[Dataset entries]

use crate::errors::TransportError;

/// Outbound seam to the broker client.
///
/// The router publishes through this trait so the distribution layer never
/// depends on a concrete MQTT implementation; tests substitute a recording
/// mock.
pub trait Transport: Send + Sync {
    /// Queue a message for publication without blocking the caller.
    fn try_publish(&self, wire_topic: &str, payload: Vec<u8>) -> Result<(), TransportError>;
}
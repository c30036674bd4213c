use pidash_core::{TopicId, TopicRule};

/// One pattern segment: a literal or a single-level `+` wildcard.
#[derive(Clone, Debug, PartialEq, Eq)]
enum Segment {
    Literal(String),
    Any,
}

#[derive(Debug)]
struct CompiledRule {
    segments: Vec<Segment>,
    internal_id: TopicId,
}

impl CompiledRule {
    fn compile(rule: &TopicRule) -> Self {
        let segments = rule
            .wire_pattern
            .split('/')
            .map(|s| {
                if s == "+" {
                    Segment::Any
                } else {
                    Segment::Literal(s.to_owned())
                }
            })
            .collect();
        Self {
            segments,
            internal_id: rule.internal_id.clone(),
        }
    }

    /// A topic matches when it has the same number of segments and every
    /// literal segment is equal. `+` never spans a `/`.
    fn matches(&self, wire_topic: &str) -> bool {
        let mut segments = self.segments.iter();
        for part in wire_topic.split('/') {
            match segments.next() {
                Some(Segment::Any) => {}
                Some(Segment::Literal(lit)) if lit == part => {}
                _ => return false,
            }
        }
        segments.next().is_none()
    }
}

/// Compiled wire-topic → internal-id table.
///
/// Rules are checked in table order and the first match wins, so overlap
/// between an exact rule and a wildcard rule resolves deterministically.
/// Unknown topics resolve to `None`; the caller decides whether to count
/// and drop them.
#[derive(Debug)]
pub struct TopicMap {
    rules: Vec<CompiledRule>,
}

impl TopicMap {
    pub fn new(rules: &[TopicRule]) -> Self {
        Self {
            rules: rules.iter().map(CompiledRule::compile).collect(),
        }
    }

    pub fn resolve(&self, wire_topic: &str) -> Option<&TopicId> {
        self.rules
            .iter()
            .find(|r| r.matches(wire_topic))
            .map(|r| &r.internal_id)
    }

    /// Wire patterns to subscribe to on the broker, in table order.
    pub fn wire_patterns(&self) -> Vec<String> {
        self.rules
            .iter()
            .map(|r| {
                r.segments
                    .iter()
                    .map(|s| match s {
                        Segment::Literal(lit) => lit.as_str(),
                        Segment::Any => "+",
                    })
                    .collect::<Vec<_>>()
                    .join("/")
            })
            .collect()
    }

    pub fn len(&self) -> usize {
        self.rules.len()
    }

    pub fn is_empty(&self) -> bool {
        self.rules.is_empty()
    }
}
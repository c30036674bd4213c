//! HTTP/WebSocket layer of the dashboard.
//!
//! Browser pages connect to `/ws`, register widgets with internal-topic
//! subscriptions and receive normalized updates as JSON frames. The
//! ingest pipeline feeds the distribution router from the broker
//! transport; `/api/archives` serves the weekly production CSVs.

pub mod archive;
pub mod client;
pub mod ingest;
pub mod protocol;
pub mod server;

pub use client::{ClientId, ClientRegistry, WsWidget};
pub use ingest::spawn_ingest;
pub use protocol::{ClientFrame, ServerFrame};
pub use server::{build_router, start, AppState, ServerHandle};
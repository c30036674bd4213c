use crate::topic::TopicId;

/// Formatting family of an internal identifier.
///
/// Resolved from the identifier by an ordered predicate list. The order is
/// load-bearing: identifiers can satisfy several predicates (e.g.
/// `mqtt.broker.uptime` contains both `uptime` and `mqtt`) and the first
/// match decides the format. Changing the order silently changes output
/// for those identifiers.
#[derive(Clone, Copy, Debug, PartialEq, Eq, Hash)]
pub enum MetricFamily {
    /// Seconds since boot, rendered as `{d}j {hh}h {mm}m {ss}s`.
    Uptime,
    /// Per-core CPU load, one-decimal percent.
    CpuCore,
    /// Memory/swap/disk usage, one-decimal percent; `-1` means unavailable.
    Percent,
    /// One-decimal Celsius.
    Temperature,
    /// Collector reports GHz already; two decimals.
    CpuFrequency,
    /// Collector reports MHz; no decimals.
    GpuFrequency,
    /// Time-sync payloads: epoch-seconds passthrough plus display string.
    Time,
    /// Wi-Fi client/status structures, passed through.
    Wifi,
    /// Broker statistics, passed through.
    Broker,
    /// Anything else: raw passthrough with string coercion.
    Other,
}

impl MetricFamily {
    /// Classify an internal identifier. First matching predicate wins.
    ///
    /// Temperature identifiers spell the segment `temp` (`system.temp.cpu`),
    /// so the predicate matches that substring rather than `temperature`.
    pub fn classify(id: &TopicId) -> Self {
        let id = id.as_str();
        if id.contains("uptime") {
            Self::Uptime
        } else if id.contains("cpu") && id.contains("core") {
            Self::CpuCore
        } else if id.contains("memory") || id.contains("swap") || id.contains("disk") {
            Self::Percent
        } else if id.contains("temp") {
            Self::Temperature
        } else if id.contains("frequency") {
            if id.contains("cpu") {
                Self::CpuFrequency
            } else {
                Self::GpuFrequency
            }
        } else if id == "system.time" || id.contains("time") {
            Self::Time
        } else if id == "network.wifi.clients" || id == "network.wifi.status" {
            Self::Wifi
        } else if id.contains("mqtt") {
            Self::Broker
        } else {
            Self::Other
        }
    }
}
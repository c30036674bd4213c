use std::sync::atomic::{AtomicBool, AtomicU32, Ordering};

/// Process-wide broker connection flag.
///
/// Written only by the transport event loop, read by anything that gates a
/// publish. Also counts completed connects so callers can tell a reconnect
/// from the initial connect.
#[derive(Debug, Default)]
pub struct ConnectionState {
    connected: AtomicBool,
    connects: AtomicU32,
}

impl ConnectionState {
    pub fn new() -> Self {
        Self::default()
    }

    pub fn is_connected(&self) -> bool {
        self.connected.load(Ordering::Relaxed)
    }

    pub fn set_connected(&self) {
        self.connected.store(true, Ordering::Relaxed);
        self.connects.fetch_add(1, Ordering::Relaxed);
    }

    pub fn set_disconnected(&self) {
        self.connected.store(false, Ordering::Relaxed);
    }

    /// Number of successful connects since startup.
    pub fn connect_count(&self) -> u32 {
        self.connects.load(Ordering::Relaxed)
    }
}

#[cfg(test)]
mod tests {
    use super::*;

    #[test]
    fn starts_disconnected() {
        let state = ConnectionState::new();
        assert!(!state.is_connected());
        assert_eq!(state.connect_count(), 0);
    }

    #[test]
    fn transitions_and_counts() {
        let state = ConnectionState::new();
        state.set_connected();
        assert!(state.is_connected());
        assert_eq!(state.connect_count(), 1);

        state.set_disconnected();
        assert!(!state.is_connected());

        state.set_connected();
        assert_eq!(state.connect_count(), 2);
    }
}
--
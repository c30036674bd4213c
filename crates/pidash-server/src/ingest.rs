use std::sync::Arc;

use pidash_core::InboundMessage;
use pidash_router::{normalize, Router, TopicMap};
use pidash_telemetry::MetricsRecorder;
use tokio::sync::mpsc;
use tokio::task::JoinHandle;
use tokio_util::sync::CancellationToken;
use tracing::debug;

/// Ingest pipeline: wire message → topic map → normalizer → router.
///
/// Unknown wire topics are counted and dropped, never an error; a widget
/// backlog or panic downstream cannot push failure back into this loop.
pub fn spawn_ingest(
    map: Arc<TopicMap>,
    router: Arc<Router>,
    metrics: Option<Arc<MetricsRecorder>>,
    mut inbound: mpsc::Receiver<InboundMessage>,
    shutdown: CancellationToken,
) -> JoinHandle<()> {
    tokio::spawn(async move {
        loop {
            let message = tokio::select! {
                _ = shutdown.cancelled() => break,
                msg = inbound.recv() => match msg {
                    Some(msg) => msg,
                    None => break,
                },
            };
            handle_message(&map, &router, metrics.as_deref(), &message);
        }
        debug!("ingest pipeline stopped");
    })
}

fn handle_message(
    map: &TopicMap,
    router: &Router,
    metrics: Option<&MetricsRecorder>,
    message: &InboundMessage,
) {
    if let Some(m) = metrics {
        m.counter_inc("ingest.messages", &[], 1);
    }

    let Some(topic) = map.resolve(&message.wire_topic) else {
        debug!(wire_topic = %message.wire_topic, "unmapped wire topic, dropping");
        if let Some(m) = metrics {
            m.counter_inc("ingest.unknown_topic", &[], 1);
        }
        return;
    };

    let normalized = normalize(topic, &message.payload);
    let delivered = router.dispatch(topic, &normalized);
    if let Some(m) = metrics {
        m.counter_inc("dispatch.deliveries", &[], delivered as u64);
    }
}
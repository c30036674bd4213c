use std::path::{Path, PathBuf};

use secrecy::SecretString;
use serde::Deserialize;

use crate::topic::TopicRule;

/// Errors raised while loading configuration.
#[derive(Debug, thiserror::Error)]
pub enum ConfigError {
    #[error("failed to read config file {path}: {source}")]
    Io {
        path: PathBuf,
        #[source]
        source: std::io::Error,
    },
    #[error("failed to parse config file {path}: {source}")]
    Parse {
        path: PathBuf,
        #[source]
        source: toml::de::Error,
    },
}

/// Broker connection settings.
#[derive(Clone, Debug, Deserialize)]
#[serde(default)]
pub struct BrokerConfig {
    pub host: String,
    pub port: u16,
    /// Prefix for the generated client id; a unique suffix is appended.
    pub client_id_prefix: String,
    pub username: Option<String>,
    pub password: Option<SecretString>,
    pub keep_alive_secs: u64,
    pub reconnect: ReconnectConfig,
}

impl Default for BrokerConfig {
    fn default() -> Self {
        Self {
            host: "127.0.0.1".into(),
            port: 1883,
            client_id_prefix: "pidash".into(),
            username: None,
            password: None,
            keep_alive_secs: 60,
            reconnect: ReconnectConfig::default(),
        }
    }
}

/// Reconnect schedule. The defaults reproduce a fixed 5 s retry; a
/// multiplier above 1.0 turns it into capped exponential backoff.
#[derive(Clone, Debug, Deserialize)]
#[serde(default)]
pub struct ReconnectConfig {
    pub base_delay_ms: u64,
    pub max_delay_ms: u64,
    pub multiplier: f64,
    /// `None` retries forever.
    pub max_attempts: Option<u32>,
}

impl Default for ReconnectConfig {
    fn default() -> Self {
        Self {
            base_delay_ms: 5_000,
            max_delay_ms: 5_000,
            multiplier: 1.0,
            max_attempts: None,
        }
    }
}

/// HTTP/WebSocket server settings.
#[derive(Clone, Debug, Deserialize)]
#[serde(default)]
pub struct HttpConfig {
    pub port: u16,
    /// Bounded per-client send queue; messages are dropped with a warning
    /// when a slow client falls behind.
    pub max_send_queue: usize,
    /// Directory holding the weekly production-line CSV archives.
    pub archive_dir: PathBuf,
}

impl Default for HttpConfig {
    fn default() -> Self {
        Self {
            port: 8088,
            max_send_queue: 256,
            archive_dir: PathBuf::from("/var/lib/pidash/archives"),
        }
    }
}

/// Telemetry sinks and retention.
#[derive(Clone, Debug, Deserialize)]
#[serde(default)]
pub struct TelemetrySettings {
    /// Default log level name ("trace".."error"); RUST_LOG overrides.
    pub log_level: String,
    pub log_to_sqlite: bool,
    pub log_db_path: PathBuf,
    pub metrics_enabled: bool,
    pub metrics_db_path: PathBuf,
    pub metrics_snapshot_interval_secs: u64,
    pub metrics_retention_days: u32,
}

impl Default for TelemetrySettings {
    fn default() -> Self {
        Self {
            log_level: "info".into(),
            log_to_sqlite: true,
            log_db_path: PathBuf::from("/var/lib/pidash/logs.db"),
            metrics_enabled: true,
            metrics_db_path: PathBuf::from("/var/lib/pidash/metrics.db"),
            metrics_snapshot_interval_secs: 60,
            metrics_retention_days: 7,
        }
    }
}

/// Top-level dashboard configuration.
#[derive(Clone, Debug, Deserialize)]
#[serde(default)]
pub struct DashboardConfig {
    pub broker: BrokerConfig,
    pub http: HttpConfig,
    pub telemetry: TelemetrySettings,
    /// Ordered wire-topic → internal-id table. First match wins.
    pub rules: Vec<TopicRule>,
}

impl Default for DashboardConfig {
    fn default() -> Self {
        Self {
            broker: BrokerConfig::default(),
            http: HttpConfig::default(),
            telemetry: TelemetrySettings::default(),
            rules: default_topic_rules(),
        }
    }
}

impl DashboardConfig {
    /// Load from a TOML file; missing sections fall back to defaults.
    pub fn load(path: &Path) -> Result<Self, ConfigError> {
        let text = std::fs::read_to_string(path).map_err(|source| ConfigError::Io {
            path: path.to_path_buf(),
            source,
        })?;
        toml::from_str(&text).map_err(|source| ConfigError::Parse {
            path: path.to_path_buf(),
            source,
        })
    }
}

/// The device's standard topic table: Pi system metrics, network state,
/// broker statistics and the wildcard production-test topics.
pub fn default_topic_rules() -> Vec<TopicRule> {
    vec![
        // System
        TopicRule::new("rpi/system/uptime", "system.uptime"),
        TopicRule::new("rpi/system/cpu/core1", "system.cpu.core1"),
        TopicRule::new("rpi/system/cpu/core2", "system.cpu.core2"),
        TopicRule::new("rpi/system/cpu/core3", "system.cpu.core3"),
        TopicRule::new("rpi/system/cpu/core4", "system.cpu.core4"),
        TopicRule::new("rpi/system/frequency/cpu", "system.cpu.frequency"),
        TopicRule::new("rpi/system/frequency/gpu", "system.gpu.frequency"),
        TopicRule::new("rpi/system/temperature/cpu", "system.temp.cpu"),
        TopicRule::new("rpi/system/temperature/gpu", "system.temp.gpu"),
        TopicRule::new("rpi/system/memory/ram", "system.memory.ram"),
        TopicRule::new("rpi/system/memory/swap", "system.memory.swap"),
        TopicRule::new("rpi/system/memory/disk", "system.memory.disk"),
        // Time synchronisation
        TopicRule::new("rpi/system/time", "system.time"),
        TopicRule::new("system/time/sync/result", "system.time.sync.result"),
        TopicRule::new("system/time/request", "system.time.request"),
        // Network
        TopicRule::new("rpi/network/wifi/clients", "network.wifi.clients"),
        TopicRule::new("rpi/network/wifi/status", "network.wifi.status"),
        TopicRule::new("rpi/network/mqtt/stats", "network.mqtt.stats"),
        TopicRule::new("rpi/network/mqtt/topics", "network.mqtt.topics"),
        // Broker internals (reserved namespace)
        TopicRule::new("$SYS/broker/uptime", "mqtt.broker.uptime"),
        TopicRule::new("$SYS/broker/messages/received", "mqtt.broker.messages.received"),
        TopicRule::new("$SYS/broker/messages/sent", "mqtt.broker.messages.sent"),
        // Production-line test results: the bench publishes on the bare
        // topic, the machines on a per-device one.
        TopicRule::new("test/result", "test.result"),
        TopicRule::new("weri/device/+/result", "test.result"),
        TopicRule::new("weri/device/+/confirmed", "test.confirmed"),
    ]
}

= Work item =
The lines above from the one with "use crate::errors::TransportError;" through the one with "blocking the caller." are to be duplicated exactly, ends included, with nothing added.

= Written response =
use crate::errors::TransportError;

/// Outbound seam to the broker client.
///
/// The router publishes through this trait so the distribution layer never
/// depends on a concrete MQTT implementation; tests substitute a recording
/// mock.
pub trait Transport: Send + Sync {
    /// Queue a message for publication without blocking the caller.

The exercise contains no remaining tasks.